The unsatisfactory character of the Athenian Peloponnesian coalition was one of the negative causes which led up to the Sicilian Expedition of 415. Another negative cause may be found in the failure of an attempt or attempts to subdue the Thraceward towns. By combining the evidence of Plutarch (in his comparison of Nicias and Crassus), Thuc. v. 83, and the inscription which gives the treasury payments for 418-415 (Hicks and Hill, Gr. Hist. Inscr. 70), we can scarcely doubt that there were expeditions in 418 (Euthydemus) and the summer of 417 (Nicias), and that in the winter of 417 a blockading squadron under Chaeremon was dispatched. This policy—which was presumably that of Nicias in opposition to Alcibiades—having failed, the way was cleared for a reassertion of that policy of western conquest which had always had advocates from Themistocles onward in Athens,[1] and was part of the democratic programme.

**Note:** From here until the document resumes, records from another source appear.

//! Scan duty cycle.
//!
//! [`ScanScheduler`] resolves the inputs (radio readiness, monitoring
//! intent, pause flag, discovery window) into a single [`ScanState`] and
//! only talks to the [`Scanner`] when that state, or the scan mode it
//! needs, changes.
//!
//! | State              | Scanner                  |
//! |--------------------|--------------------------|
//! | `Discovering`      | `start(monitoring)`      |
//! | `Monitoring`       | `start(true)`            |
//! | anything else      | `stop()`                 |
//!
//! A discovery window opened while monitoring is wanted keeps the scan
//! continuous, so monitored devices go on reporting through it.

use chrono::Duration;
use serde::{Deserialize, Serialize};
use tracing::{info, warn};
use utoipa::ToSchema;

use crate::scanner::{RadioState, Scanner, ScannerError, ScannerResult};
use crate::types::Timestamp;

/// Length of a discovery window.
pub const DISCOVERY_WINDOW_SECS: i64 = 30;

/// What the radio is doing.
#[derive(Debug, Clone, Copy, PartialEq, Eq, Hash, Serialize, Deserialize, ToSchema)]
#[serde(rename_all = "snake_case")]
pub enum ScanState {
    /// Not scanning, nothing wanted.
    Idle,
    /// Timed scan collecting nearby devices.
    Discovering,
    /// Continuous scan of the monitored devices.
    Monitoring,
    /// Monitoring wanted, but the action is in effect.
    MonitoringPaused,
    /// Scanning wanted, but the radio is unavailable or refused to start.
    Suspended,
}

/// Drives a [`Scanner`] from the monitor's intent.
pub struct ScanScheduler {
    scanner: Box<dyn Scanner>,
    state: ScanState,
    continuous: bool,
    radio: RadioState,
    monitoring: bool,
    paused: bool,
    discovery_until: Option<Timestamp>,
    discovery_window: Duration,
}

impl std::fmt::Debug for ScanScheduler {
    fn fmt(&self, f: &mut std::fmt::Formatter<'_>) -> std::fmt::Result {
        f.debug_struct("ScanScheduler")
            .field("state", &self.state)
            .field("radio", &self.radio)
            .field("monitoring", &self.monitoring)
            .field("paused", &self.paused)
            .field("discovery_until", &self.discovery_until)
            .finish_non_exhaustive()
    }
}

impl ScanScheduler {
    /// Creates an idle scheduler. The radio is treated as unknown until
    /// [`set_radio`](Self::set_radio) is called.
    #[must_use]
    pub fn new(scanner: Box<dyn Scanner>) -> Self {
        Self {
            scanner,
            state: ScanState::Idle,
            continuous: false,
            radio: RadioState::Unknown,
            monitoring: false,
            paused: false,
            discovery_until: None,
            discovery_window: Duration::seconds(DISCOVERY_WINDOW_SECS),
        }
    }

    /// Current state.
    #[must_use]
    pub const fn state(&self) -> ScanState {
        self.state
    }

    /// Last reported radio state.
    #[must_use]
    pub const fn radio(&self) -> RadioState {
        self.radio
    }

    /// End of the running discovery window.
    #[must_use]
    pub const fn discovery_deadline(&self) -> Option<Timestamp> {
        self.discovery_until
    }

    /// Whether a discovery window is open.
    #[must_use]
    pub const fn is_discovering(&self) -> bool {
        self.discovery_until.is_some()
    }

    /// Applies a radio change. Losing the radio ends any discovery window.
    pub fn set_radio(&mut self, radio: RadioState) -> ScanState {
        if radio != self.radio {
            info!(%radio, "radio state changed");
        }
        self.radio = radio;
        if !radio.is_ready() && self.discovery_until.take().is_some() {
            info!("discovery cancelled, radio unavailable");
        }
        self.resync()
    }

    /// Sets whether continuous monitoring is wanted.
    pub fn set_monitoring(&mut self, monitoring: bool) -> ScanState {
        self.monitoring = monitoring;
        self.resync()
    }

    /// Sets whether monitoring is paused because the action is in effect.
    pub fn set_paused(&mut self, paused: bool) -> ScanState {
        self.paused = paused;
        self.resync()
    }

    /// Opens (or reopens) a discovery window ending `DISCOVERY_WINDOW_SECS`
    /// after `now`.
    ///
    /// # Errors
    ///
    /// Fails if the radio is not ready or the scanner refuses to start; no
    /// window is left open in either case.
    pub fn start_discovery(&mut self, now: Timestamp) -> ScannerResult<()> {
        if !self.radio.is_ready() {
            return Err(ScannerError::RadioNotReady(self.radio));
        }
        self.discovery_until = Some(now + self.discovery_window);
        if let Err(e) = self.sync() {
            self.discovery_until = None;
            self.resync();
            return Err(e);
        }
        info!("discovery started");
        Ok(())
    }

    /// Closes the discovery window, if any.
    pub fn stop_discovery(&mut self) -> ScanState {
        if self.discovery_until.take().is_some() {
            info!("discovery stopped");
        }
        self.resync()
    }

    /// Closes the discovery window once its deadline has passed. Returns
    /// whether it did.
    pub fn expire_discovery(&mut self, now: Timestamp) -> bool {
        match self.discovery_until {
            Some(deadline) if now >= deadline => {
                self.discovery_until = None;
                info!("discovery window elapsed");
                self.resync();
                true
            }
            _ => false,
        }
    }

    /// Re-resolves the state, retrying a scanner start that failed earlier.
    pub fn resync(&mut self) -> ScanState {
        // Failures are logged by `sync` and leave the state `Suspended`.
        let _ = self.sync();
        self.state
    }

    fn resolve(&self) -> ScanState {
        if !self.radio.is_ready() {
            return if self.monitoring {
                ScanState::Suspended
            } else {
                ScanState::Idle
            };
        }
        if self.discovery_until.is_some() {
            ScanState::Discovering
        } else if self.monitoring && self.paused {
            ScanState::MonitoringPaused
        } else if self.monitoring {
            ScanState::Monitoring
        } else {
            ScanState::Idle
        }
    }

    fn sync(&mut self) -> ScannerResult<ScanState> {
        let desired = self.resolve();
        let continuous = match desired {
            ScanState::Monitoring => true,
            ScanState::Discovering => self.monitoring,
            _ => false,
        };
        if desired == self.state && continuous == self.continuous {
            return Ok(desired);
        }

        let result = match desired {
            ScanState::Discovering | ScanState::Monitoring => self.scanner.start(continuous),
            ScanState::Idle | ScanState::MonitoringPaused | ScanState::Suspended => {
                self.scanner.stop();
                Ok(())
            }
        };

        match result {
            Ok(()) => {
                info!(from = ?self.state, to = ?desired, continuous, "scan state changed");
                self.state = desired;
                self.continuous = continuous;
                Ok(desired)
            }
            Err(e) => {
                warn!(error = %e, wanted = ?desired, "scanner failed to start");
                self.state = ScanState::Suspended;
                self.continuous = false;
                Err(e)
            }
        }
    }
}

The tragic fiasco of the Sicilian expedition, involving the death

  1. In 454 Athens made a treaty with Segesta (inscr. Hicks and Hill, Greek Hist. Inscr. 34); in 433 with Rhegium and Leontini (Hicks and Hill, 51 and 52; cf. Thuc. iii 86, παλαιὰ συμμαχία with Chalcidic towns in Sicily), in 444 the colony of Thurii was founded; in 427 (see above) 60 ships were sent to Sicily; and if we may believe Aristophanes (Eq. 1302) Hyperbolus asked for 100 triremes for Carthage.